Freelance writer for Contemporary OB/GYN
A recently published study found that providers are more likely to focus on the patient's contraceptive preferences when the patient has interacted with a contraceptive decision-support tool.
When counseling a patient who has interacted with the contraceptive decision-support tool My Birth Control, providers are more likely to focus on the patient’s preferences for contraceptive methods, rather than directive or foreclosed counseling on a specific method. That is the major finding of a prospective study in the journal Patient Education and Counseling (PEC), which analyzed 70 audio recordings of counseling visits among 15 providers in four San Francisco safety net clinics.
“There is a need to improve the quality and patient-centeredness of contraceptive counseling, especially given recent trends toward promotion of long-acting reversible contraceptive methods,” said principal investigator Christine Dehlendorf, MD, MAS, a professor of family and community medicine at the University of California, San Francisco (UCSF). To address this issue, the investigators developed the digital My Birth Control, which provides women information about their birth control options and prints out their preferences, which in turn can be shared with providers during counseling.

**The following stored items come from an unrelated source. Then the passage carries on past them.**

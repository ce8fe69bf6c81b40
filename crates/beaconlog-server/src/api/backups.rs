//! Backup listing and download.

use axum::body::Body;
use axum::extract::{Path, State};
use axum::http::header;
use axum::response::{IntoResponse, Response};
use axum::routing::get;
use axum::{Json, Router};
use beaconlog_core::{BackupInfo, BeaconLogError};
use serde::{Deserialize, Serialize};
use tracing::debug;
use utoipa::ToSchema;

use crate::api::error::{ApiError, ApiResult};
use crate::state::SharedState;

/// Creates the backups router.
pub fn router() -> Router<SharedState> {
    Router::new()
        .route("/", get(list_backups))
        .route("/{name}", get(download_backup))
}

/// All backups next to the live database.
#[derive(Debug, Clone, Serialize, Deserialize, ToSchema)]
#[schema(example = json!({
    "backups": [{
        "name": "beaconlog1700000000000",
        "size_bytes": 12288,
        "created_at_millis": 1700000000000_i64,
        "created_at_utc": "2023-11-14T22:13:20+00:00"
    }],
    "count": 1
}))]
pub struct BackupListResponse {
    /// Backups, oldest first.
    pub backups: Vec<BackupInfo>,
    /// Number of backups.
    pub count: usize,
}

fn join_error(e: tokio::task::JoinError) -> ApiError {
    ApiError::InternalError {
        error_code: "task_failed".to_string(),
        message: "Backup task failed".to_string(),
        details: Some(e.to_string()),
    }
}

/// List backups.
#[utoipa::path(
    get,
    path = "/api/backups",
    tag = "backups",
    operation_id = "listBackups",
    summary = "List database backups",
    description = "Every backup written by stopping a session, oldest first.",
    responses(
        (status = 200, description = "Backups listed", body = BackupListResponse),
        (status = 500, description = "Backup directory unreadable", body = super::error::ErrorResponse)
    )
)]
pub async fn list_backups(State(state): State<SharedState>) -> ApiResult<Json<BackupListResponse>> {
    let rotation = state.rotation.clone();
    let backups = tokio::task::spawn_blocking(move || rotation.list_backups())
        .await
        .map_err(join_error)??;
    Ok(Json(BackupListResponse {
        count: backups.len(),
        backups,
    }))
}

/// Download one backup.
#[utoipa::path(
    get,
    path = "/api/backups/{name}",
    tag = "backups",
    operation_id = "downloadBackup",
    summary = "Download a backup",
    description = "Returns the backup file byte-for-byte. Only names produced by \
        the rotation are accepted.",
    params(
        ("name" = String, Path, description = "Backup file name", example = "beaconlog1700000000000")
    ),
    responses(
        (status = 200, description = "Backup contents", content_type = "application/octet-stream", body = Vec<u8>),
        (status = 404, description = "No such backup", body = super::error::ErrorResponse)
    )
)]
pub async fn download_backup(
    State(state): State<SharedState>,
    Path(name): Path<String>,
) -> ApiResult<Response> {
    let path = state
        .rotation
        .backup_path(&name)
        .ok_or_else(|| ApiError::from(BeaconLogError::BackupNotFound(name.clone())))?;

    let bytes = tokio::fs::read(&path).await.map_err(|e| ApiError::InternalError {
        error_code: "io_error".to_string(),
        message: format!("Unable to read backup {name}"),
        details: Some(e.to_string()),
    })?;
    debug!(backup = %name, bytes = bytes.len(), "Serving backup");

    Ok((
        [
            (header::CONTENT_TYPE, "application/octet-stream".to_string()),
            (
                header::CONTENT_DISPOSITION,
                format!("attachment; filename=\"{name}\""),
            ),
        ],
        Body::from(bytes),
    )
        .into_response())
}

“We wanted to see what the effect of this tool was on provider behavior by comparing counseling before and after implementation of My Birth Control,” Dr. Dehlendorf told Contemporary OB/GYN.
The 72 English-speaking women who participated in the study were ages 15 to 45, not currently pregnant, with a desire to discuss starting or switching a contraceptive method, but not wanting pregnancy within the subsequent 7 months. They were randomized to a preimplementation recording (arecording done before the tool was used in clinic)(n = 31; average age 25) or a postimplementation recording (n = 41; average age 26) with their provider. Both samples were racially and ethnically diverse.
Of the 15 healthcare providers, most were either nurse practitioners (47%) or counselors/ health educators (40%).
Each provider had between one and three audio recordings made of their discussions with patients about contraception before implementation of My Birth Control (an average of two recordings). Similarly, there were one to three recordings after tool implementation (an average of three recordings). A total of 70 recordings were analyzed, after excluding two postimplementation records from one provider, due to lack of discussion about other contraceptive alternatives.
Before tool implementation, eight of 15 providers tended to ask patients if they had a method in mind to use and gave information about that method, without engaging patients about alternative options that might suit them. But after tool implementation, the majority of these discussions of contraception began with a reference to the tool printout.
Differences were also observed in counseling by other providers who had initially used a directive counseling approach, with acknowledgement of patients’ stated method preferences as communicated by the tool printout. Even among those providers who had initially used a patient-centered approach focused on patients’ preferences, the printout was used as a means to further facilitate this approach.
“Our findings are consistent with the intent of My Birth Control and are also consistent with the findings of our cluster randomized trial that showed the use of the tool was associated with improved patient experience and quality of decision-making,” said Dr. Dehlendorf, director of the Person-Centered Reproductive Health Program at UCSF.
However, implementation of My Birth Control in a non-study setting “will require institutional commitment to build it into clinic infrastructure and workflows,” Dr. Dehlendorf said. “We are in the process of developing implementation resources that can assist with this process. How patients experience this interaction with their provider is crucial.”
The experience greatly impacts the patient’s ability and willingness to access care in the future and to trust medical advice, according to Dr. Dehlendorf. “Digital tools like My Birth Control have the potential to standardize processes to improve care in a cost-effective and patient-centered manner,” she said.
Dr. Dehlendorf reports no relevant financial disclosures.